■ **Exercise description**:
Below are records; count the lines that hold the string "Flip" and give only the count.

═══ Study material ═══

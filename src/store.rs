//! Single-owner state store for the UI.
//!
//! `TaskStore` is the one writer for all domain state: the canonical task
//! collection, the selected task mirror, and the active navigation id. Render
//! code reads slices of this state; key handlers dispatch intents into it.
//! Every mutation rebuilds the affected collection rather than editing shared
//! structure in place, and bumps a revision counter so consumers can detect
//! change cheaply.
//!
//! Ephemeral presentation state (expand/collapse, cursor position, input
//! fields) deliberately lives outside this store, in the TUI layer.

use std::fmt;

use crate::seed::seed_tasks;
use crate::task::Task;

/// Sidebar section and list identifiers.
///
/// Governs sidebar highlight only; no filtering is applied to the task list.
#[derive(Debug, Clone, Copy, PartialEq, Eq)]
pub enum NavId {
    Today,
    Upcoming,
    Calendar,
    Notes,
    Personal,
    Work,
    Shopping,
}

/// Lookup failure for an id-based store operation.
///
/// Ids only ever come from the rendered collection itself, so in practice
/// these indicate a programming error; the infallible entry points treat them
/// as no-ops and log at debug.
#[derive(Debug, Clone, PartialEq, Eq)]
pub enum StoreError {
    TaskNotFound(String),
    SubtaskNotFound { task_id: String, subtask_id: String },
}

impl fmt::Display for StoreError {
    fn fmt(&self, f: &mut fmt::Formatter<'_>) -> fmt::Result {
        match self {
            StoreError::TaskNotFound(id) => write!(f, "no task with id {id:?}"),
            StoreError::SubtaskNotFound { task_id, subtask_id } => {
                write!(f, "no subtask {subtask_id:?} under task {task_id:?}")
            }
        }
    }
}

impl std::error::Error for StoreError {}

/// Canonical session state: tasks, selection, active navigation.
pub struct TaskStore {
    tasks: Vec<Task>,
    selected: Option<Task>,
    active_nav: NavId,
    revision: u64,
}

impl TaskStore {
    /// Build a store over a validated task collection, with the first task
    /// pre-selected when one exists.
    pub fn new(tasks: Vec<Task>) -> Self {
        let selected = tasks.first().cloned();
        TaskStore {
            tasks,
            selected,
            active_nav: NavId::Today,
            revision: 0,
        }
    }

    pub fn tasks(&self) -> &[Task] {
        &self.tasks
    }

    /// The task shown in the detail panel, if any.
    pub fn selected(&self) -> Option<&Task> {
        self.selected.as_ref()
    }

    pub fn selected_id(&self) -> Option<&str> {
        self.selected.as_ref().map(|t| t.id.as_str())
    }

    pub fn active_nav(&self) -> NavId {
        self.active_nav
    }

    /// Monotonic change counter; bumped on every applied mutation.
    pub fn revision(&self) -> u64 {
        self.revision
    }

    pub fn get(&self, task_id: &str) -> Option<&Task> {
        self.tasks.iter().find(|t| t.id == task_id)
    }

    /// Flip `completed` on the matching task. Unknown ids are a logged no-op.
    pub fn toggle_task(&mut self, task_id: &str) {
        if let Err(e) = self.try_toggle_task(task_id) {
            tracing::debug!("toggle_task ignored: {e}");
        }
    }

    /// Fallible variant of [`Self::toggle_task`].
    pub fn try_toggle_task(&mut self, task_id: &str) -> Result<(), StoreError> {
        if self.get(task_id).is_none() {
            return Err(StoreError::TaskNotFound(task_id.to_string()));
        }
        self.tasks = self
            .tasks
            .iter()
            .map(|task| {
                if task.id == task_id {
                    let mut updated = task.clone();
                    updated.completed = !updated.completed;
                    updated
                } else {
                    task.clone()
                }
            })
            .collect();
        self.mirror_selection(task_id);
        self.revision += 1;
        Ok(())
    }

    /// Flip `completed` on one subtask. Siblings and the parent's own flag
    /// are never touched; there is no auto-rollup. Unknown ids are a logged
    /// no-op.
    pub fn toggle_subtask(&mut self, task_id: &str, subtask_id: &str) {
        if let Err(e) = self.try_toggle_subtask(task_id, subtask_id) {
            tracing::debug!("toggle_subtask ignored: {e}");
        }
    }

    /// Fallible variant of [`Self::toggle_subtask`].
    pub fn try_toggle_subtask(&mut self, task_id: &str, subtask_id: &str) -> Result<(), StoreError> {
        let task = self
            .get(task_id)
            .ok_or_else(|| StoreError::TaskNotFound(task_id.to_string()))?;
        if !task.subtasks.iter().any(|s| s.id == subtask_id) {
            return Err(StoreError::SubtaskNotFound {
                task_id: task_id.to_string(),
                subtask_id: subtask_id.to_string(),
            });
        }
        self.tasks = self
            .tasks
            .iter()
            .map(|task| {
                if task.id != task_id {
                    return task.clone();
                }
                let mut updated = task.clone();
                updated.subtasks = task
                    .subtasks
                    .iter()
                    .map(|sub| {
                        let mut sub = sub.clone();
                        if sub.id == subtask_id {
                            sub.completed = !sub.completed;
                        }
                        sub
                    })
                    .collect();
                updated
            })
            .collect();
        self.mirror_selection(task_id);
        self.revision += 1;
        Ok(())
    }

    /// Open the detail panel on the matching task. Unknown ids are a logged
    /// no-op.
    pub fn select_task(&mut self, task_id: &str) {
        match self.get(task_id) {
            Some(task) => {
                self.selected = Some(task.clone());
                self.revision += 1;
            }
            None => tracing::debug!("select_task ignored: no task with id {task_id:?}"),
        }
    }

    /// Close the detail panel.
    pub fn close_detail(&mut self) {
        if self.selected.take().is_some() {
            self.revision += 1;
        }
    }

    /// Highlight a sidebar entry. Purely cosmetic.
    pub fn set_active_nav(&mut self, nav: NavId) {
        if self.active_nav != nav {
            self.active_nav = nav;
            self.revision += 1;
        }
    }

    /// If the mutated task is the selected one, refresh the selection mirror
    /// from the canonical entry so the detail panel reflects the change.
    fn mirror_selection(&mut self, task_id: &str) {
        if self.selected_id() == Some(task_id) {
            self.selected = self.get(task_id).cloned();
        }
    }
}

impl Default for TaskStore {
    fn default() -> Self {
        TaskStore::new(seed_tasks())
    }
}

═══

■ **Answer for the task**:
2